This article is republished from the August 2020 issue of Strategies, AESP’s exclusive magazine for members. 

by Lenore Zeuthen

Grid-watchers know that, in response to COVID-19, state shutdowns have slowed C&I operations while boosting residential energy consumption.  And while systemwide load is down, utilities are still calling demand response (DR) events this summer.

This calls for a delicate balancing act.  C&I customers need to shed load when they rely on incentives as part of their revenue stream; residential customers are under stress either working from home (possibly with children bouncing off the walls) or not working at all; many SMB customers are worried about survival, not kW savings.  

As a DSM professional who focuses on customer engagement, I wanted to find out how my DR colleagues are adjusting their program delivery and innovating for their customers.  A big thank you to all who generously shared their experiences and insight for this article.

 

Direct Install
Not surprisingly, across the country direct installations have been paused and service appointments curtailed.  DR managers, however, are pivoting to target different customer subsets.

According to DSM product manager Susan Marinelli, PEPCO and Delmarva Power shifted focus to their Bring your own Thermostats (BYOT) programs.  Her outreach goals include increasing customer enrollments, awareness of peak times and sign-ups for “thermostat optimization” features to bolster energy savings.
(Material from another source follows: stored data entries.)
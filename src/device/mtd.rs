//! MTD character-device backend: reads and writes a logical environment
//! region made up of one or more consecutive erase blocks, skipping bad
//! blocks on NAND and driving the unlock/erase/write/lock cycle manually
//! (NOR/NAND flash cannot be overwritten in place without erasing first).
//!
//! Grounded in `uboot_mtd.c`'s `flash_io`/`flash_write_buffer` paths from
//! the reference implementation.

use std::fs::{File, OpenOptions};
use std::io::{Read, Seek, SeekFrom, Write};
use std::os::unix::io::AsRawFd;

use super::ioctl::{self, EraseInfoUser, MtdInfoUser};
use super::{BackendKind, DeviceDescriptor, Offset};
use crate::error::{EnvError, Result};

fn byte_offset(dev: &DeviceDescriptor) -> Result<u64> {
    match dev.offset {
        Offset::FromStart(value) => Ok(value),
        Offset::FromEnd(_) => Err(EnvError::InvalidArgument(
            "device offset was never resolved against block size".into(),
        )),
    }
}

pub fn get_info(file: &File) -> Result<MtdInfoUser> {
    let mut info = MtdInfoUser::default();
    unsafe {
        ioctl::mtd_get_info(file.as_raw_fd(), &mut info)
            .map_err(|e| EnvError::BadDevice(format!("MEMGETINFO failed: {}", e)))?;
    }
    Ok(info)
}

fn is_bad_block(file: &File, is_nand: bool, offset: u64) -> Result<bool> {
    if !is_nand {
        return Ok(false);
    }
    let mut loc = offset as i64;
    let bad = unsafe {
        ioctl::mtd_get_bad_block(file.as_raw_fd(), &mut loc)
            .map_err(|e| EnvError::BadDevice(format!("MEMGETBADBLOCK failed: {}", e)))?
    };
    Ok(bad != 0)
}

/// Slot offsets, in budget order, to attempt for this device's copy.
/// Not all slots are necessarily good blocks; callers consult
/// `is_bad_block` per slot and skip bad ones without spending transfer
/// progress on them.
fn block_slots(dev: &DeviceDescriptor, base: u64) -> Vec<u64> {
    (0..dev.envsectors.max(1))
        .map(|i| base + i * dev.sectorsize)
        .collect()
}

pub fn read(dev: &DeviceDescriptor) -> Result<Vec<u8>> {
    let base = byte_offset(dev)?;
    let is_nand = dev.backend == Some(BackendKind::MtdNand);
    let file = OpenOptions::new().read(true).open(&dev.path)?;

    let mut out = Vec::with_capacity(dev.envsize as usize);
    for slot in block_slots(dev, base) {
        if out.len() as u64 >= dev.envsize {
            break;
        }
        if is_bad_block(&file, is_nand, slot)? {
            continue;
        }
        let want = (dev.envsize - out.len() as u64).min(dev.sectorsize) as usize;
        let mut chunk = vec![0u8; want];
        let mut f = &file;
        f.seek(SeekFrom::Start(slot))?;
        f.read_exact(&mut chunk)?;
        out.extend_from_slice(&chunk);
    }

    if (out.len() as u64) < dev.envsize {
        return Err(EnvError::Io(std::io::Error::new(
            std::io::ErrorKind::UnexpectedEof,
            "exhausted the allotted erase blocks before reading the full environment",
        )));
    }
    Ok(out)
}

pub fn write(dev: &DeviceDescriptor, data: &[u8]) -> Result<()> {
    let base = byte_offset(dev)?;
    let is_nand = dev.backend == Some(BackendKind::MtdNand);
    let file = OpenOptions::new().read(true).write(true).open(&dev.path)?;

    let mut written = 0usize;
    for slot in block_slots(dev, base) {
        if written >= data.len() {
            break;
        }
        if is_bad_block(&file, is_nand, slot)? {
            continue;
        }
        let want = (data.len() - written).min(dev.sectorsize as usize);
        write_block(&file, slot, dev.sectorsize, &data[written..written + want], dev.disable_mtd_lock)?;
        written += want;
    }

    if written < data.len() {
        return Err(EnvError::Io(std::io::Error::new(
            std::io::ErrorKind::WriteZero,
            "exhausted the allotted erase blocks before writing the full environment",
        )));
    }
    Ok(())
}

fn write_block(file: &File, offset: u64, sectorsize: u64, chunk: &[u8], disable_lock: bool) -> Result<()> {
    let erase_info = EraseInfoUser {
        start: offset as u32,
        length: sectorsize as u32,
    };

    if !disable_lock {
        unsafe {
            ioctl::mtd_unlock(file.as_raw_fd(), &erase_info)
                .map_err(|e| EnvError::BadDevice(format!("MEMUNLOCK failed: {}", e)))?;
        }
    }

    unsafe {
        ioctl::mtd_erase(file.as_raw_fd(), &erase_info)
            .map_err(|e| EnvError::BadDevice(format!("MEMERASE failed: {}", e)))?;
    }

    let mut f = file;
    f.seek(SeekFrom::Start(offset))?;
    f.write_all(chunk)?;

    if !disable_lock {
        unsafe {
            ioctl::mtd_lock(file.as_raw_fd(), &erase_info)
                .map_err(|e| EnvError::BadDevice(format!("MEMLOCK failed: {}", e)))?;
        }
    }
    Ok(())
}

/// NOR-only: flip a single byte from 0xFF to 0x00 without erasing. The
/// erase block must still be unlocked first and relocked afterward.
pub fn write_obsolete_flag(dev: &DeviceDescriptor, flag_offset: u64) -> Result<()> {
    let base = byte_offset(dev)?;
    let target = base + flag_offset;
    let block_start = target - (target - base) % dev.sectorsize.max(1);
    let erase_info = EraseInfoUser {
        start: block_start as u32,
        length: dev.sectorsize as u32,
    };

    let file = OpenOptions::new().read(true).write(true).open(&dev.path)?;
    if !dev.disable_mtd_lock {
        unsafe {
            ioctl::mtd_unlock(file.as_raw_fd(), &erase_info)
                .map_err(|e| EnvError::BadDevice(format!("MEMUNLOCK failed: {}", e)))?;
        }
    }

    let mut f = &file;
    f.seek(SeekFrom::Start(target))?;
    f.write_all(&[0x00])?;

    if !dev.disable_mtd_lock {
        unsafe {
            ioctl::mtd_lock(file.as_raw_fd(), &erase_info)
                .map_err(|e| EnvError::BadDevice(format!("MEMLOCK failed: {}", e)))?;
        }
    }
    Ok(())
}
Social media campaigns – critical for this segment - resumed in June after having been delayed in favor of communicating bill assistance measures and responding to customer anxiety about possible service interruption.  Manufacturers also launched their recruitment efforts in June, so customers are now receiving emails and in-app prompts, and can enroll instantly.  
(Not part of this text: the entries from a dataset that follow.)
//! Shared argument parsing and execution for the `fw_printenv`/`fw_setenv`
//! front-ends.
//!
//! Grounded in `fw_printenv.c`: the two programs share everything but the
//! final branch on `is_setenv`, which there is decided by `argv[0]` and
//! here is decided by which `[[bin]]` target was built (§6 ADDED note).

use clap::Parser;

use crate::config;
use crate::context::Context;
use crate::device_tree;
use crate::error::EnvError;
use crate::importer;
use crate::version;

const DEFAULT_CFG_FILE: &str = "/etc/fw_env.config";
const DEFAULT_ENV_FILE: &str = "/etc/u-boot-initial-env";

/// Options common to both personalities.
#[derive(Parser, Debug)]
pub struct CommonArgs {
    /// Configuration file (old fw_env.config)
    #[arg(short = 'c', long = "config", default_value = DEFAULT_CFG_FILE)]
    pub config: String,

    /// Default environment if no valid copy is found
    #[arg(short = 'f', long = "defenv", default_value = DEFAULT_ENV_FILE)]
    pub defenv: String,

    /// Namespace to operate on, when the configuration defines more than one
    #[arg(short = 'm', long = "namespace")]
    pub namespace: Option<String>,

    /// Print version and exit
    #[arg(short = 'V', long = "version", action = clap::ArgAction::SetTrue)]
    pub version: bool,
}

#[derive(Parser, Debug)]
#[command(name = "fw_printenv", disable_version_flag = true)]
pub struct PrintArgs {
    #[command(flatten)]
    pub common: CommonArgs,

    /// Do not print variable names, only values
    #[arg(short = 'n', long = "no-header")]
    pub no_header: bool,

    /// Variables to print; prints all when empty
    pub names: Vec<String>,
}

#[derive(Parser, Debug)]
#[command(name = "fw_setenv", disable_version_flag = true)]
pub struct SetArgs {
    #[command(flatten)]
    pub common: CommonArgs,

    /// Read variables to set from a script file (or "-" for stdin)
    #[arg(short = 's', long = "script")]
    pub script: Option<String>,

    /// key [value] pairs; an odd trailing key removes that variable
    pub pairs: Vec<String>,
}

/// Resolve the configured namespace set and open the one a caller asked
/// for (explicitly via `-m`, or via the device-tree hint, or the first
/// configured namespace). On [`EnvError::NoData`] the defaults file is
/// imported instead and `default_used` is reported, matching
/// `fw_printenv.c`'s fallback around `libuboot_open`.
fn open_namespace(common: &CommonArgs) -> Result<(Context, bool), i32> {
    let mut namespaces = config::read_config(&common.config).map_err(|e| {
        eprintln!("Configuration file wrong or corrupted");
        e.exit_code()
    })?;

    let chosen_name = common
        .namespace
        .clone()
        .or_else(device_tree::namespace_from_device_tree);

    let ctx = match chosen_name {
        Some(name) => namespaces.get_namespace_mut(&name).ok_or_else(|| {
            eprintln!("Unknown namespace '{}'", name);
            EnvError::InvalidArgument(name.clone()).exit_code()
        })?,
        None => namespaces
            .default_namespace_mut()
            .ok_or_else(|| {
                eprintln!("No namespace configured");
                EnvError::InvalidArgument("empty configuration".into()).exit_code()
            })?,
    };

    // Context has to outlive `namespaces`; move it out by swapping in a
    // throwaway via mem::take-like extraction is not possible across the
    // borrow, so namespaces is consumed into the single context we use.
    let mut ctx = std::mem::replace(ctx, Context::new("", 0, Vec::new()));

    let default_used = match ctx.open() {
        Ok(()) => false,
        Err(EnvError::NoData) => {
            eprintln!("Cannot read environment, using default");
            if let Err(e) = importer::load_file(&mut ctx, &common.defenv) {
                eprintln!("Cannot read default environment from file");
                return Err(e.exit_code());
            }
            true
        }
        Err(e) => {
            eprintln!("Cannot read environment, using default");
            return Err(e.exit_code());
        }
    };

    Ok((ctx, default_used))
}

/// Run the "print" personality: list all variables, or the ones named on
/// the command line, honoring `-n`. Returns the process exit code.
pub fn run_print(args: PrintArgs) -> i32 {
    if args.common.version {
        println!("{}", version::version_info().version);
        return 0;
    }

    let (ctx, _default_used) = match open_namespace(&args.common) {
        Ok(pair) => pair,
        Err(code) => return code,
    };

    if args.names.is_empty() {
        for entry in ctx.iter() {
            println!("{}={}", entry.name, entry.value);
        }
    } else {
        for name in &args.names {
            let value = ctx.get(name).unwrap_or_default();
            if args.no_header {
                println!("{}", value);
            } else {
                println!("{}={}", name, value);
            }
        }
    }

    0
}

/// Run the "set" personality: apply a script file and/or `key [value]`
/// argument pairs, then store if anything changed. Returns the process
/// exit code.
pub fn run_set(args: SetArgs) -> i32 {
    if args.common.version {
        println!("{}", version::version_info().version);
        return 0;
    }

    let (mut ctx, default_used) = match open_namespace(&args.common) {
        Ok(pair) => pair,
        Err(code) => return code,
    };

    let mut need_store = false;

    if let Some(script) = &args.script {
        if let Err(e) = importer::load_file(&mut ctx, script) {
            eprintln!("Cannot read script file: {}", e);
            return e.exit_code();
        }
        need_store = true;
    } else {
        let mut pairs = args.pairs.iter();
        while let Some(key) = pairs.next() {
            let value = pairs.next();
            let current = ctx.get(key);
            match value {
                None => {
                    if current.is_some() {
                        if let Err(e) = ctx.set(key, None) {
                            eprintln!("fw_setenv failed: {}", e);
                            return e.exit_code();
                        }
                        need_store = true;
                    }
                }
                Some(new_value) => {
                    if current.as_deref() != Some(new_value.as_str()) {
                        if let Err(e) = ctx.set(key, Some(new_value)) {
                            eprintln!("fw_setenv failed: {}", e);
                            return e.exit_code();
                        }
                        need_store = true;
                    }
                }
            }
        }
    }

    if need_store || default_used {
        if let Err(e) = ctx.store_env() {
            eprintln!("Error storing the env: {}", e);
            return e.exit_code();
        }
    }

    ctx.close();
    0
}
Portland General Electric’s (PGE) product manager for multi-family DR, Rebecca Brisson, is hoping to resume installing water heater controls in July.  In contrast to the usual 500-600 controls installed monthly, none have gone in since March.  

Because tenants have the right to opt out of the program or turn away an installer, Brisson has adjusted her estimated installs down approximately 35% from pre-pandemic levels.  To offset this decrease, she is prioritizing larger complexes, which will serve the most customers.  

Customer and vendor safety, of course, is still the primary concern.  Brisson has developed new safety protocols and messaging with PGE’s implementation contractor, legal and safety teams, and corporate communications.  While the collateral primarily targets property managers, tenants will receive door hangers, an email and a “reply” flyer to post on their doors.

 

Remote Support

Utilities such as CPS Energy, Baltimore Gas & Electric (BGE) and PGE are leveraging technology to provide real-time problem solving during social distancing.  CPS Energy is offering remote coaching to its C&I customers, and both BGE and PGE have launched tools to help customers install their own thermostats.

“We quickly developed a virtual thermostat installation service for customers enrolled in our PeakRewards program, who - provided they feel comfortable – can now install our utility-provided thermostat,” reports Dana DeRemigis, senior program manager at BGE.

PGE is using video conferencing and targeting customers who have already signed up for direct installation.   Brenda Hunt, residential segment manager explained, “We’re taking a concierge approach…assessing their comfort level with technology, and their interest in installing their own thermostat.”   Customers have the thermostats delivered to their homes, while contractors are on standby with PPE and safety protocols.

PEPCO and Delmarva Power continued their pre-season readiness plans, but they limited inspections to outdoor switches and relied on AMI data to conduct their annual quality assurance tests.

Call centers remain vital.  PEPCO and Delmarva have changed their technical assistance to over-the-phone resolution.  If the issue cannot be resolved, the utilities (both are Exelon companies) will send a technician to the premise for a repair call.  Again, safety being critical, technicians use masks and gloves and social distance while in the home.

 

Customer communications

Program managers are working with corporate communications to prioritize company messaging.  Inherent to this is having empathy for the customer experience and being able to anticipate their pain points.

Several utilities paused their DR marketing in early spring but have since resumed.  Duke Energy has suspended all outreach and retention communications for its residential programs.  Melissa Knous, program manager for Duke Energy’s Florida residential DR (emergency events only), explained that the company wants to be sensitive to its customers’ personal concerns and also appreciates that they are likely – and understandably - distracted.  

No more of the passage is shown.